Java stack trace: No FileSystem for scheme: gs
at org.apache.hadoop.fs.FileSystem.getFileSystemClass(
at org.apache.hadoop.fs.FileSystem.createFileSystem(
at org.apache.hadoop.fs.FileSystem.access$200(
at org.apache.hadoop.fs.FileSystem$Cache.getInternal(
at org.apache.hadoop.fs.FileSystem$Cache.get(
at org.apache.hadoop.fs.FileSystem.get(
at org.apache.hadoop.fs.Path.getFileSystem(
at is.hail.variant.ReferenceGenome$.fromHailDataset(ReferenceGenome.scala:587)
at is.hail.variant.ReferenceGenome.fromHailDataset(ReferenceGenome.scala)
at sun.reflect.NativeMethodAccessorImpl.invoke0(Native Method)
at sun.reflect.NativeMethodAccessorImpl.invoke(
at sun.reflect.DelegatingMethodAccessorImpl.invoke(
at java.lang.reflect.Method.invoke(
at py4j.reflection.MethodInvoker.invoke(
at py4j.reflection.ReflectionEngine.invoke(
at py4j.Gateway.invoke(
at py4j.commands.AbstractCommand.invokeMethod(
at py4j.commands.CallCommand.execute(

Hail version: 0.2.41-b8144dba46e6
Error summary: IOException: No FileSystem for scheme: gs

The annotation DB only works for Hail inside Google Cloud.
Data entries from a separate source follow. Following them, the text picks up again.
use {
    super::bytes_errors::BytesReadError,
    failure::{Backtrace, Fail},
    std::fmt,
};

#[derive(Debug, Fail)]
pub enum BitErrorValue {
    #[fail(display = "bytes read error: {}", _0)]
    BytesReadError(#[cause] BytesReadError),
    #[fail(display = "cannot read {} bits at once, the limit is 64", _0)]
    TooBig(usize),
    #[fail(display = "cannot read whole bytes from an unaligned position")]
    CannotReadByte,
}

#[derive(Debug)]
pub struct BitError {
    pub value: BitErrorValue,
}

impl BitError {
    pub fn is_not_enough_bytes(&self) -> bool {
        match &self.value {
            BitErrorValue::BytesReadError(err) => err.is_not_enough_bytes(),
            _ => false,
        }
    }
}

impl From<BitErrorValue> for BitError {
    fn from(val: BitErrorValue) -> Self {
        BitError { value: val }
    }
}

impl From<BytesReadError> for BitError {
    fn from(error: BytesReadError) -> Self {
        BitError {
            value: BitErrorValue::BytesReadError(error),
        }
    }
}

impl fmt::Display for BitError {
    fn fmt(&self, f: &mut fmt::Formatter) -> fmt::Result {
        fmt::Display::fmt(&self.value, f)
    }
}

impl Fail for BitError {
    fn cause(&self) -> Option<&dyn Fail> {
        self.value.cause()
    }

    fn backtrace(&self) -> Option<&Backtrace> {
        self.value.backtrace()
    }
}
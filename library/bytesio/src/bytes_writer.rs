use {
    super::bytes_errors::BytesWriteError,
    byteorder::{ByteOrder, WriteBytesExt},
    bytes::BytesMut,
    std::io::Write,
};

#[derive(Default)]
pub struct BytesWriter {
    pub bytes: Vec<u8>,
}

impl BytesWriter {
    pub fn new() -> Self {
        Self { bytes: Vec::new() }
    }

    pub fn write_u8(&mut self, byte: u8) -> Result<(), BytesWriteError> {
        self.bytes.write_u8(byte)?;
        Ok(())
    }

    pub fn write_u16<T: ByteOrder>(&mut self, bytes: u16) -> Result<(), BytesWriteError> {
        self.bytes.write_u16::<T>(bytes)?;
        Ok(())
    }

    pub fn write_u32<T: ByteOrder>(&mut self, bytes: u32) -> Result<(), BytesWriteError> {
        self.bytes.write_u32::<T>(bytes)?;
        Ok(())
    }

    pub fn write(&mut self, buf: &[u8]) -> Result<(), BytesWriteError> {
        self.bytes.write_all(buf)?;
        Ok(())
    }

    pub fn get_current_bytes(&self) -> BytesMut {
        BytesMut::from(&self.bytes[..])
    }

    pub fn extract_current_bytes(&mut self) -> BytesMut {
        let rv_data = BytesMut::from(&self.bytes[..]);
        self.bytes.clear();
        rv_data
    }

    pub fn len(&self) -> usize {
        self.bytes.len()
    }

    pub fn is_empty(&self) -> bool {
        self.bytes.is_empty()
    }
}
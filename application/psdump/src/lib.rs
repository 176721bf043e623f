pub mod config;
pub mod service;
pub mod sink;
use {
    super::{
        bits_errors::{BitError, BitErrorValue},
        bytes_errors::{BytesReadError, BytesReadErrorValue},
        bytes_reader::BytesReader,
    },
    bytes::BytesMut,
};

/// Big-endian bit reader on top of a [`BytesReader`].
///
/// Whole bytes pulled from the inner reader are counted so that callers can
/// compare what they parsed against a declared length field.
pub struct BitsReader {
    reader: BytesReader,
    cur_byte: u8,
    cur_bit_left: u8,
    consumed: usize,
}

impl BitsReader {
    pub fn new(reader: BytesReader) -> Self {
        Self {
            reader,
            cur_byte: 0,
            cur_bit_left: 0,
            consumed: 0,
        }
    }

    /// remaining bits
    pub fn len(&self) -> usize {
        self.reader.len() * 8 + self.cur_bit_left as usize
    }

    pub fn is_empty(&self) -> bool {
        self.len() == 0
    }

    /// Bytes taken from the underlying reader so far. A partly read byte
    /// counts as consumed.
    pub fn bytes_consumed(&self) -> usize {
        self.consumed
    }

    fn ensure_aligned(&self) -> Result<(), BitError> {
        if self.cur_bit_left != 0 {
            return Err(BitError {
                value: BitErrorValue::CannotReadByte,
            });
        }
        Ok(())
    }

    pub fn read_byte(&mut self) -> Result<u8, BitError> {
        self.ensure_aligned()?;
        let byte = self.reader.read_u8()?;
        self.consumed += 1;
        Ok(byte)
    }

    pub fn read_bytes(&mut self, bytes_num: usize) -> Result<BytesMut, BitError> {
        self.ensure_aligned()?;
        let bytes = self.reader.read_bytes(bytes_num)?;
        self.consumed += bytes_num;
        Ok(bytes)
    }

    pub fn skip_bytes(&mut self, bytes_num: usize) -> Result<(), BitError> {
        self.ensure_aligned()?;
        self.reader.skip_bytes(bytes_num)?;
        self.consumed += bytes_num;
        Ok(())
    }

    /// Peeks at the next bytes without consuming them.
    pub fn advance_bytes(&self, bytes_num: usize) -> Result<&[u8], BitError> {
        self.ensure_aligned()?;
        Ok(self.reader.advance_bytes(bytes_num)?)
    }

    pub fn read_bit(&mut self) -> Result<u8, BitError> {
        if self.cur_bit_left == 0 {
            self.cur_byte = self.reader.read_u8()?;
            self.consumed += 1;
            self.cur_bit_left = 8;
        }
        self.cur_bit_left -= 1;
        Ok((self.cur_byte >> self.cur_bit_left) & 0x01)
    }

    pub fn read_n_bits(&mut self, n: usize) -> Result<u64, BitError> {
        if n > 64 {
            return Err(BitError {
                value: BitErrorValue::TooBig(n),
            });
        }
        // fail before touching the cursor
        if n > self.len() {
            return Err(BitError::from(BytesReadError {
                value: BytesReadErrorValue::NotEnoughBytes,
            }));
        }

        let mut result: u64 = 0;
        for _ in 0..n {
            result = (result << 1) | self.read_bit()? as u64;
        }
        Ok(result)
    }

    pub fn bits_aligment_8(&mut self) {
        self.cur_bit_left = 0;
    }
}

#[cfg(test)]
mod tests {

    use super::BitsReader;
    use super::BytesReader;
    use bytes::BytesMut;

    fn bits_reader(data: &[u8]) -> BitsReader {
        let mut bytes_reader = BytesReader::new(BytesMut::new());
        bytes_reader.extend_from_slice(data);
        BitsReader::new(bytes_reader)
    }

    #[test]
    fn test_read_bit() {
        let mut bit_reader = bits_reader(&[2u8, 7u8]);

        let expected = [0, 0, 0, 0, 0, 0, 1, 0, 0, 0, 0, 0, 0, 1, 1, 1];
        for bit in expected {
            assert_eq!(bit_reader.read_bit().unwrap(), bit);
        }
        assert!(bit_reader.is_empty());
    }

    #[test]
    fn test_read_n_bits() {
        let mut bit_reader = bits_reader(&[2u8, 7u8, 0b00000010]);
        assert_eq!(bit_reader.read_n_bits(16).unwrap(), 0x207);
        assert_eq!(bit_reader.read_n_bits(5).unwrap(), 0);
        assert_eq!(bit_reader.read_n_bits(3).unwrap(), 2);
        assert_eq!(bit_reader.bytes_consumed(), 3);
    }

    #[test]
    fn test_read_across_bytes() {
        // 3 bits, 15 bits, 6 bits spread over three bytes
        let mut bit_reader = bits_reader(&[0b1011_1111, 0b1111_1111, 0b1100_0101]);
        assert_eq!(bit_reader.read_n_bits(3).unwrap(), 0b101);
        assert_eq!(bit_reader.read_n_bits(15).unwrap(), 0x7FFF);
        assert_eq!(bit_reader.read_n_bits(6).unwrap(), 0b00_0101);
    }

    #[test]
    fn test_not_enough_bits() {
        let mut bit_reader = bits_reader(&[0xFF]);
        assert_eq!(bit_reader.read_n_bits(4).unwrap(), 0x0F);

        let err = bit_reader.read_n_bits(5).unwrap_err();
        assert!(err.is_not_enough_bytes());
        // the cursor did not move
        assert_eq!(bit_reader.len(), 4);
    }

    #[test]
    fn test_too_big() {
        let mut bit_reader = bits_reader(&[0u8; 10]);
        assert!(bit_reader.read_n_bits(65).is_err());
    }

    #[test]
    fn test_bytes_need_alignment() {
        let mut bit_reader = bits_reader(&[0xAB, 0xCD, 0xEF]);
        bit_reader.read_bit().unwrap();
        assert!(bit_reader.read_bytes(1).is_err());

        bit_reader.bits_aligment_8();
        assert_eq!(&bit_reader.read_bytes(2).unwrap()[..], &[0xCD, 0xEF]);
        assert_eq!(bit_reader.bytes_consumed(), 3);
    }
}
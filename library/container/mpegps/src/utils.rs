use super::define::epes_stream_id;

pub fn is_audio_stream_id(stream_id: u8) -> bool {
    (epes_stream_id::PES_SID_AUDIO..=epes_stream_id::PES_SID_AUDIO_LAST).contains(&stream_id)
}

pub fn is_video_stream_id(stream_id: u8) -> bool {
    (epes_stream_id::PES_SID_VIDEO..=epes_stream_id::PES_SID_VIDEO_LAST).contains(&stream_id)
}

#[cfg(test)]
mod tests {
    use super::*;

    #[test]
    fn test_stream_id_ranges() {
        assert!(is_audio_stream_id(0xC0));
        assert!(is_audio_stream_id(0xDF));
        assert!(!is_audio_stream_id(0xE0));
        assert!(is_video_stream_id(0xE0));
        assert!(is_video_stream_id(0xEF));
        assert!(!is_video_stream_id(0xF0));
        assert!(!is_video_stream_id(0xBD));
    }

}
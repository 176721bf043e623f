use {
    crate::{config::config::Config, sink::FileSink},
    anyhow::{anyhow, Result},
    chrono::{DateTime, Local},
    tokio::{fs::File, io::AsyncReadExt},
    xmpegps::ps::ps_demuxer::{DemuxStats, PsDemuxer},
};

pub struct Summary {
    pub stats: DemuxStats,
    pub files_written: usize,
    pub bytes_written: usize,
    pub write_failures: usize,
    pub started_at: DateTime<Local>,
    pub finished_at: DateTime<Local>,
}

impl Summary {
    pub fn print(&self) {
        let elapsed = self.finished_at - self.started_at;
        println!(
            "started {}, finished in {} ms",
            self.started_at.format("%Y-%m-%d %H:%M:%S"),
            elapsed.num_milliseconds()
        );
        println!("pack headers:        {}", self.stats.pack_headers);
        println!("system headers:      {}", self.stats.system_headers);
        println!("program stream maps: {}", self.stats.program_stream_maps);
        println!("video packets:       {}", self.stats.video_packets);
        println!("audio packets:       {}", self.stats.audio_packets);
        println!("stream ends:         {}", self.stats.stream_ends);
        println!("unknown units:       {}", self.stats.unknown_units);
        println!("corrupt units:       {}", self.stats.corrupt_units);
        println!("skipped bytes:       {}", self.stats.skipped_bytes);
        println!(
            "files written:       {} ({} bytes, {} failed)",
            self.files_written, self.bytes_written, self.write_failures
        );
    }
}

pub struct Service {
    cfg: Config,
}

impl Service {
    pub fn new(cfg: Config) -> Self {
        Service { cfg }
    }

    pub async fn run(&mut self) -> Result<Summary> {
        let started_at = Local::now();

        let input = self
            .cfg
            .input
            .clone()
            .ok_or_else(|| anyhow!("no input file configured"))?;
        let output_config = self.cfg.output_config();
        let demux_config = self.cfg.demux_config();

        let mut file = File::open(&input)
            .await
            .map_err(|err| anyhow!("open {}: {}", input, err))?;
        let mut sink = FileSink::new(&output_config)?;
        log::info!("dump {} into {}", input, sink.path().display());

        if output_config.save_tables {
            sink.write_tables();
        }

        let mut buffer = vec![0u8; demux_config.chunk_size];
        let stats = {
            let mut demuxer = PsDemuxer::new(Box::new(|record| {
                sink.on_record(&record);
                Ok(())
            }));
            demuxer.set_max_units(demux_config.max_units);

            loop {
                let n = file.read(&mut buffer[..]).await?;
                if n == 0 {
                    break;
                }
                demuxer
                    .demux(&buffer[..n])
                    .map_err(|err| anyhow!("demux {}: {}", input, err))?;
                if demuxer.is_finished() {
                    log::info!("reached {} units, stop", demux_config.max_units);
                    break;
                }
            }

            if !demuxer.is_finished() {
                demuxer.flush();
            }
            demuxer.stats().clone()
        };

        Ok(Summary {
            stats,
            files_written: sink.files_written,
            bytes_written: sink.bytes_written,
            write_failures: sink.failures,
            started_at,
            finished_at: Local::now(),
        })
    }
}

#[cfg(test)]
mod tests {
    use {
        super::Service,
        crate::config::config::Config,
        std::fs,
        xmpegps::{
            crc32,
            timestamp::{Timestamp, PTS_ONLY_PREFIX},
            Marshal,
        },
    };

    fn ps_stream() -> Vec<u8> {
        let mut data = vec![
            0x00, 0x00, 0x01, 0xBA, 0x47, 0xA6, 0xEF, 0xCC, 0x54, 0x01, 0x00, 0x5F, 0x6B, 0xF8,
        ];

        let mut psm = vec![0x00, 0x00, 0x01, 0xBC, 0x00, 0x12, 0x80, 0x01, 0x00, 0x00, 0x00, 0x08];
        psm.extend_from_slice(&[0x1B, 0xE0, 0x00, 0x00, 0x90, 0xC0, 0x00, 0x00]);
        let crc = crc32::compute(&psm);
        psm.extend_from_slice(&crc.to_be_bytes());
        data.extend(psm);

        for (stream_id, payload_len) in [(0xE0u8, 12usize), (0xC0, 320)] {
            data.extend_from_slice(&[0x00, 0x00, 0x01, stream_id]);
            data.extend_from_slice(&((8 + payload_len) as u16).to_be_bytes());
            data.extend_from_slice(&[0x80, 0x80, 0x05]);
            data.extend_from_slice(&Timestamp::new(PTS_ONLY_PREFIX, 900_000).marshal()[..]);
            data.extend(std::iter::repeat(0x11).take(payload_len));
        }

        data.extend_from_slice(&[0x00, 0x00, 0x01, 0xB9]);
        data
    }

    #[tokio::test]
    async fn test_run() {
        let dir = std::env::temp_dir().join(format!("psdump-service-{}", std::process::id()));
        fs::create_dir_all(&dir).unwrap();
        let input = dir.join("input.ps");
        fs::write(&input, ps_stream()).unwrap();
        let output = dir.join("out");

        let config = Config::new(
            input.to_string_lossy().to_string(),
            Some(output.to_string_lossy().to_string()),
            7,
            0,
            true,
            String::from("info"),
        );
        let summary = Service::new(config).run().await.unwrap();

        assert_eq!(summary.stats.pack_headers, 1);
        assert_eq!(summary.stats.program_stream_maps, 1);
        assert_eq!(summary.stats.video_packets, 1);
        assert_eq!(summary.stats.audio_packets, 1);
        assert_eq!(summary.stats.stream_ends, 1);
        assert_eq!(summary.stats.corrupt_units, 0);
        assert_eq!(summary.files_written, 6);
        assert_eq!(summary.write_failures, 0);

        let mut names: Vec<String> = fs::read_dir(&output)
            .unwrap()
            .map(|entry| entry.unwrap().file_name().to_string_lossy().to_string())
            .collect();
        names.sort();
        assert_eq!(
            names,
            vec![
                "0000000_ps0_psHeader_scr.data",
                "0000001_ps0_psMap_mapStream2.data",
                "0000002_ps0_video_h264_12_10000.data",
                "0000003_ps0_audio_G711_320_10000.data",
                "pat.ts.data",
                "pmt.ts.data",
            ]
        );

        fs::remove_dir_all(&dir).unwrap();
    }

    #[tokio::test]
    async fn test_max_units() {
        let dir = std::env::temp_dir().join(format!("psdump-max-{}", std::process::id()));
        fs::create_dir_all(&dir).unwrap();
        let input = dir.join("input.ps");
        fs::write(&input, ps_stream()).unwrap();

        let config = Config::new(
            input.to_string_lossy().to_string(),
            Some(dir.join("out").to_string_lossy().to_string()),
            4096,
            2,
            false,
            String::from("info"),
        );
        let summary = Service::new(config).run().await.unwrap();

        assert_eq!(summary.stats.pack_headers, 1);
        assert_eq!(summary.stats.program_stream_maps, 1);
        assert_eq!(summary.stats.video_packets, 0);
        assert_eq!(summary.files_written, 2);

        fs::remove_dir_all(&dir).unwrap();
    }

    #[tokio::test]
    async fn test_missing_input() {
        let config = Config::new(
            String::from("/nonexistent/psdump/input.ps"),
            None,
            4096,
            0,
            false,
            String::from("info"),
        );
        assert!(Service::new(config).run().await.is_err());
    }
}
Hail team maintains tools to make that easy.

If you cannot use the cloud, you can download the gnomad loci to your computer from the gnomad website directly:

Then you can do something like:

gnomad = hl.read_table('/path/to/')
mt = mt.annotate_rows(gnomad = gnomad[, mt.alleles])
1 Like

Thanks @danking @tpoterba .
I was able to download the download the loci and do the annotation.

@kumarveerapen I was able to do the annotation with my data. Thanks

@tpoterba @kumarveerapen . The data I have is Ghanaian Ancestry with just 1 phenotype. Because I don’t have controls, I would like to use data from gnomeAD (african subset) as my negative control and then perform the rest of the analysis.
I have been able to download the exome data and performed the annotation as you suggested. But i have no idea how to extract only the african population from the data. If you have any other approach i am willing to try as well. Thanks for the help.

Thanks for tagging me, Jotes! I would be very weary about using gnomAD as a control dataset because it was curated for the purpose of describing variation and not to be used as a statistical control, especially since the individual phenotype in gnomAD is not known. Moreover, gnomAD individual level data is not publicly available.

Are there any other control data that you are able to get your hands on? Say something on dbGAP? That way, you could select a phenotype control closest to the phenotype that you are testing and have improved confidence in your variation identifcation.

I was planning to use data from 1000 genomes project. But I found out the vcf they have is for whole genome sequence. So I will download the raw exome sequence and call the snps. What do you think of this plan @tpoterba @kumarveerapen @danking

That’s a relatively better idea. But I would still implore that you attempt to find a phenotype specific control to improve interpretability of your variants.

Thanks @kumarveerapen. I will do that.